What to do ▸ The answer must be a single number: how many lines in the entries below contain the word "NotFound".

Extracted records ▸
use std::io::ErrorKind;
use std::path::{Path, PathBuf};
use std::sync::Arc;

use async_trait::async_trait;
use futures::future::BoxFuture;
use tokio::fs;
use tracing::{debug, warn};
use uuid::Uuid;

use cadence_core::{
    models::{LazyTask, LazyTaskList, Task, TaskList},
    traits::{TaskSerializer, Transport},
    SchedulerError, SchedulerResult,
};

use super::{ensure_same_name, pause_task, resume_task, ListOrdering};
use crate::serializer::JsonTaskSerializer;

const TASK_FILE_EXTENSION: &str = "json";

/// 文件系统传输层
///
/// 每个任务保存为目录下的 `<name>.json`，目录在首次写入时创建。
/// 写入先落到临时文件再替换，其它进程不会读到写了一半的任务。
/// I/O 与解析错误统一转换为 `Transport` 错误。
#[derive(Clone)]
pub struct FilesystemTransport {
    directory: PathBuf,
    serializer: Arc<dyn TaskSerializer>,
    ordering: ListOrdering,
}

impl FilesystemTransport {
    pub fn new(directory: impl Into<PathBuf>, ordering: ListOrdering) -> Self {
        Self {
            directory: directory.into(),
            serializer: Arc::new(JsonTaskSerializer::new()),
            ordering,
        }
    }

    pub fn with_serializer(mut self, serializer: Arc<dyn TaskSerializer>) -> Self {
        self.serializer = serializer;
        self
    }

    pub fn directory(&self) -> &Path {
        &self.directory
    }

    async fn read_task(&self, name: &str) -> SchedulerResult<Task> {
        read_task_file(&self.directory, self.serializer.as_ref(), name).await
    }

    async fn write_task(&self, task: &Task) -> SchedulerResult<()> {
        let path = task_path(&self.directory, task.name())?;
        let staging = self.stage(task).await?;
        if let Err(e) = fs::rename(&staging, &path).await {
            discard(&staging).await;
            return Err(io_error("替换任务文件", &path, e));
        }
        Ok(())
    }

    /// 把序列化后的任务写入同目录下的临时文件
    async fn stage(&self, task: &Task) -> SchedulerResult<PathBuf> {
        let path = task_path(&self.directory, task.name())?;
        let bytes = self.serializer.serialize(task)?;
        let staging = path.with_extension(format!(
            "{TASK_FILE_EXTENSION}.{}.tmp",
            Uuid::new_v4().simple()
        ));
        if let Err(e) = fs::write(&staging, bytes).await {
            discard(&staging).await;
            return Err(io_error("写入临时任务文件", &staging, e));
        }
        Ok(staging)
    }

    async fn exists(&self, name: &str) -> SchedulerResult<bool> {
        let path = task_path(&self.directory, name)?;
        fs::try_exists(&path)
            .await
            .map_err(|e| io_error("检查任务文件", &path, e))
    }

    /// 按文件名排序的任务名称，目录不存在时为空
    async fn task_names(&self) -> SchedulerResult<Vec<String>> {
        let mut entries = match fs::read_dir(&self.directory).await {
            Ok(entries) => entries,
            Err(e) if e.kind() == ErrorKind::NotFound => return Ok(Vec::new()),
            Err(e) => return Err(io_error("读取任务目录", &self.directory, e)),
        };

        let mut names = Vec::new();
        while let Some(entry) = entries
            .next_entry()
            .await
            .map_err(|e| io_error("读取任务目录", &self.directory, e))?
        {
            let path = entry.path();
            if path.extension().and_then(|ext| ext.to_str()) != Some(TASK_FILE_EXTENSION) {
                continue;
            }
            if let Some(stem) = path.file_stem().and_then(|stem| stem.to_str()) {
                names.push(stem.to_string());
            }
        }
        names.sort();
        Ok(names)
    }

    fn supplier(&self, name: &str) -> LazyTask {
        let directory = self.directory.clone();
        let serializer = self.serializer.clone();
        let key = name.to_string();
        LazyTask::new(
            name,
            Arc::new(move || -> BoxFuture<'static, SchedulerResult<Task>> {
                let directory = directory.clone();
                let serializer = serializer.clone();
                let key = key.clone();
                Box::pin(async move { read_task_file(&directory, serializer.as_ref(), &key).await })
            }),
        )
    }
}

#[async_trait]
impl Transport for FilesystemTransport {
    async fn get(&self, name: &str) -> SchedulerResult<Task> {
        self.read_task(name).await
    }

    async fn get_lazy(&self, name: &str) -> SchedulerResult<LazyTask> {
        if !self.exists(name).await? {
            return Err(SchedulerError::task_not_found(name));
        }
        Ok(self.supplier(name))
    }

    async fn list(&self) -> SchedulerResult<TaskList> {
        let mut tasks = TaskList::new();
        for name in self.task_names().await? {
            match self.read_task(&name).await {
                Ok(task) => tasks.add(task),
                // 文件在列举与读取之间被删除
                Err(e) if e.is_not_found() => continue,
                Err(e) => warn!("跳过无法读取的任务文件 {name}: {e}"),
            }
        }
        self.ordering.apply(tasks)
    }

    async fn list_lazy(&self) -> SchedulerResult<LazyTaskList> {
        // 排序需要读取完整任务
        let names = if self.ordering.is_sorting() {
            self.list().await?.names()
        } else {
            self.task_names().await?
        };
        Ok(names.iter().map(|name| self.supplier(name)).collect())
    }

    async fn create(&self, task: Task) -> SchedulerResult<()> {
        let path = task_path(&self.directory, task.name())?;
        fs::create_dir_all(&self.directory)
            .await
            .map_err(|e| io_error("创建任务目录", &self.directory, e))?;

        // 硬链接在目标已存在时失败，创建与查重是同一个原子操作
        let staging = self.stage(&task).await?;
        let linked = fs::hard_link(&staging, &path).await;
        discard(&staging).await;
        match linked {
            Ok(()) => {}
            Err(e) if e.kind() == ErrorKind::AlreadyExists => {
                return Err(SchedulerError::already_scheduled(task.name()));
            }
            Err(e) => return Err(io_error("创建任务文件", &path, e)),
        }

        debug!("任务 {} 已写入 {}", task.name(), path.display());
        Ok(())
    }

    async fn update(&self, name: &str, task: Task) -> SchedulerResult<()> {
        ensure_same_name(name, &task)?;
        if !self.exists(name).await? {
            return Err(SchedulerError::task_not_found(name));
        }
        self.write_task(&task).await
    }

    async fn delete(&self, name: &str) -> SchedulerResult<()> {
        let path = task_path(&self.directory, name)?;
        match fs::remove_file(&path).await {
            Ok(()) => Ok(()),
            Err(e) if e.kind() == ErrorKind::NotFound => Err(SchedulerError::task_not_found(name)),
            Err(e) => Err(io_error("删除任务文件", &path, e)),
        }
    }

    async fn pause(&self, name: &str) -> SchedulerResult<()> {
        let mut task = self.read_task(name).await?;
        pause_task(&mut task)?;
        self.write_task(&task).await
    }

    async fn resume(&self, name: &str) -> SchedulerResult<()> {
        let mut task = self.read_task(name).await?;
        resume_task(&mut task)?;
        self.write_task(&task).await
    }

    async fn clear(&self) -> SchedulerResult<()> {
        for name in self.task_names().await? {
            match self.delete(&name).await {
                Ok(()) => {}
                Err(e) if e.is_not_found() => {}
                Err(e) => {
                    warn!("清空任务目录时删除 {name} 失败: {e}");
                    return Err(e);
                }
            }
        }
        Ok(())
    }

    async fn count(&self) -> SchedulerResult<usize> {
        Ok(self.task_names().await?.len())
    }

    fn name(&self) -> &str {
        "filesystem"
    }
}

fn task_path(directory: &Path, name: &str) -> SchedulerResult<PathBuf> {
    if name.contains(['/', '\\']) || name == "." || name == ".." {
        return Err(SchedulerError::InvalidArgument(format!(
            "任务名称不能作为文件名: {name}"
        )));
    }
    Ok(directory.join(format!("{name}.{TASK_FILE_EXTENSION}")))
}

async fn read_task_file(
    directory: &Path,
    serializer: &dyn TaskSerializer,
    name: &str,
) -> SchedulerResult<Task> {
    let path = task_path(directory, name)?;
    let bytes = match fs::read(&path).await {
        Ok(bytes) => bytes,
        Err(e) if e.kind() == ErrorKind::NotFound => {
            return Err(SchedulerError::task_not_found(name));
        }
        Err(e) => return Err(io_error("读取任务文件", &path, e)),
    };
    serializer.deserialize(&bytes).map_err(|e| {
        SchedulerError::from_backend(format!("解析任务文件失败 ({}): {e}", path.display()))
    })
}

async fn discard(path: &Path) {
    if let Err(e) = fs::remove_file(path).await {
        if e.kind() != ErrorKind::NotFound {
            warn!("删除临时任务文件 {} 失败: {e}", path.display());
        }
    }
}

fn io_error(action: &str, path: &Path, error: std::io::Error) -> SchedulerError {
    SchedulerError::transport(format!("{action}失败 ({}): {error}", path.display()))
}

Exercise answer ▸ 4